Ofegante, parei encarando-o, tão brutal quanto ele.

— Eu… — Não deixei que ele terminasse de falar.

Ergui a mão e dei com tudo o que tinha e o que não sabia ter.
O tapa estalado em seu rosto deixou a marca dos meus cinco dedos

contra a pele branca.

— Vou dar uma referência clara, que você vai entender. Aqui,
nessa história, na nossa história, você não é o amável e injustiçado

Darcy, você é o merda do Wickhan! O único traidor aqui, o único

covarde, é você. E eu cansei! Estou te expulsando de vez da minha


vida, Conrad Prince. Estou agora acabando com você tudo e

qualquer coisa que um dia achei que pudesse ter, porque você é

podre. Você não tem coração. Você é realmente o pior dos Prince.

— E eu corri, porque por mais que minha boca dissesse aquilo, por
mais que eu quisesse que a magia daquelas palavras fizesse algo

de imediato, elas não faziam.

Era eu e meu coração partido, morto, acabado.

E eu não tinha mais razão nenhuma para continuar tentando.


scarlet

não é adorável estar completamente sozinha?

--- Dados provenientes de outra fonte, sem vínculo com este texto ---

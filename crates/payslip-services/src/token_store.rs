use chrono::{DateTime, Utc};
use payslip_core::models::StoredToken;
use payslip_core::{AuthToken, AuthenticationError};
use std::ffi::OsString;
use std::io::ErrorKind;
use std::path::{Path, PathBuf};
use tokio::fs;

/// Persists the Paybooks login token between runs.
#[derive(Debug, Clone)]
pub struct TokenStore {
    path: PathBuf,
}

impl TokenStore {
    pub fn new(path: impl Into<PathBuf>) -> Self {
        Self { path: path.into() }
    }

    pub fn path(&self) -> &Path {
        &self.path
    }

    pub async fn load_token(&self) -> Option<AuthToken> {
        self.load_token_at(Utc::now()).await
    }

    /// The saved token, if one exists, parses, and is still fresh at `now`.
    pub async fn load_token_at(&self, now: DateTime<Utc>) -> Option<AuthToken> {
        let raw = match fs::read_to_string(&self.path).await {
            Ok(raw) => raw,
            Err(e) if e.kind() == ErrorKind::NotFound => {
                tracing::debug!(path = %self.path.display(), "No saved token");
                return None;
            }
            Err(e) => {
                tracing::warn!(path = %self.path.display(), error = %e, "Failed to read saved token");
                return None;
            }
        };

        let token = serde_json::from_str::<StoredToken>(&raw)
            .ok()
            .and_then(AuthToken::from_stored);
        let Some(token) = token else {
            tracing::warn!(path = %self.path.display(), "Saved token file is malformed, ignoring it");
            return None;
        };

        if !token.is_fresh_at(now) {
            tracing::info!(
                age_hours = token.age_at(now).num_hours(),
                "Saved token expired, fresh login required"
            );
            return None;
        }

        tracing::info!("Using saved token");
        Some(token)
    }

    /// Write to a sibling temp file and rename it into place.
    pub async fn save_token(&self, token: &AuthToken) -> Result<(), AuthenticationError> {
        if let Some(parent) = self.path.parent().filter(|p| !p.as_os_str().is_empty()) {
            fs::create_dir_all(parent).await.map_err(|e| {
                AuthenticationError::Store(format!("Failed to create {}: {}", parent.display(), e))
            })?;
        }

        let json = serde_json::to_string_pretty(&token.to_stored())
            .map_err(|e| AuthenticationError::Store(e.to_string()))?;

        let tmp = self.temp_path();
        fs::write(&tmp, json).await.map_err(|e| {
            AuthenticationError::Store(format!("Failed to write {}: {}", tmp.display(), e))
        })?;
        if let Err(e) = fs::rename(&tmp, &self.path).await {
            let _ = fs::remove_file(&tmp).await;
            return Err(AuthenticationError::Store(format!(
                "Failed to replace {}: {}",
                self.path.display(),
                e
            )));
        }

        tracing::info!(path = %self.path.display(), "Token saved");
        Ok(())
    }

    fn temp_path(&self) -> PathBuf {
        let mut name = OsString::from(self.path.as_os_str());
        name.push(".tmp");
        PathBuf::from(name)
    }
}
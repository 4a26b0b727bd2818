//! Fixed values shared across crates.

/// Default name of the top-level destination folder.
pub const DEFAULT_ROOT_FOLDER: &str = "Pay Slips";

/// A cached Paybooks login token is only reused within this many hours of issuance.
pub const TOKEN_FRESHNESS_HOURS: i64 = 24;

/// Default number of months scanned per run.
pub const DEFAULT_MAX_MONTHS_BACK: u32 = 24;

/// Upper bound on the look-back window (100 years).
pub const MAX_MONTHS_BACK_LIMIT: u32 = 1200;

pub const PDF_CONTENT_TYPE: &str = "application/pdf";

pub const PAYBOOKS_API_URL: &str = "https://apislip.paybooks.in/Payslip/PayslipDownload";

pub const GOOGLE_API_URL: &str = "https://www.googleapis.com";

pub const NOTIFICATION_FOOTER: &str = "Payslip Drive Sync - Automated System";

Coração feito de


vidro, e a mente feita de pedra, rasgue-me em pedaços, da pele ao
osso. olá, bem-vindo ao meu lar.

l o v e l y, b i l l i e e i l i s h , k h a l i d

— Vadia Prince, vadia Prince! — o coro de pessoas gritava

vindo atrás de mim.

Nossa distância, minha e daquela multidão, era pouca, já que

graças às velas que eles erguiam, eu conseguia ver o caminho até o


píer.

Naquele segundo, quando olhei sobre o ombro, odiei o fogo.


Mais do que qualquer vez na minha vida.

Mais do que cinco anos atrás.

Tentando não tropeçar, sentindo meu tornozelo doer mais do

que poderia demonstrar, andei o mais rápido que pude para a água
e, inevitavelmente, as memórias que tentei repelir por todo aquele

tempo, me acertaram como um soco, uma punição.

Quando vi Conrad beijando Bella, precisei me esconder. Subi

no alto daquele maldito prédio onde ele me levou para ver o céu

noturno. Ali, sozinha, encarei as estrelas que ainda brilhavam


mesmo com as nuvens cinzentas prontas para apagá-las e gritei.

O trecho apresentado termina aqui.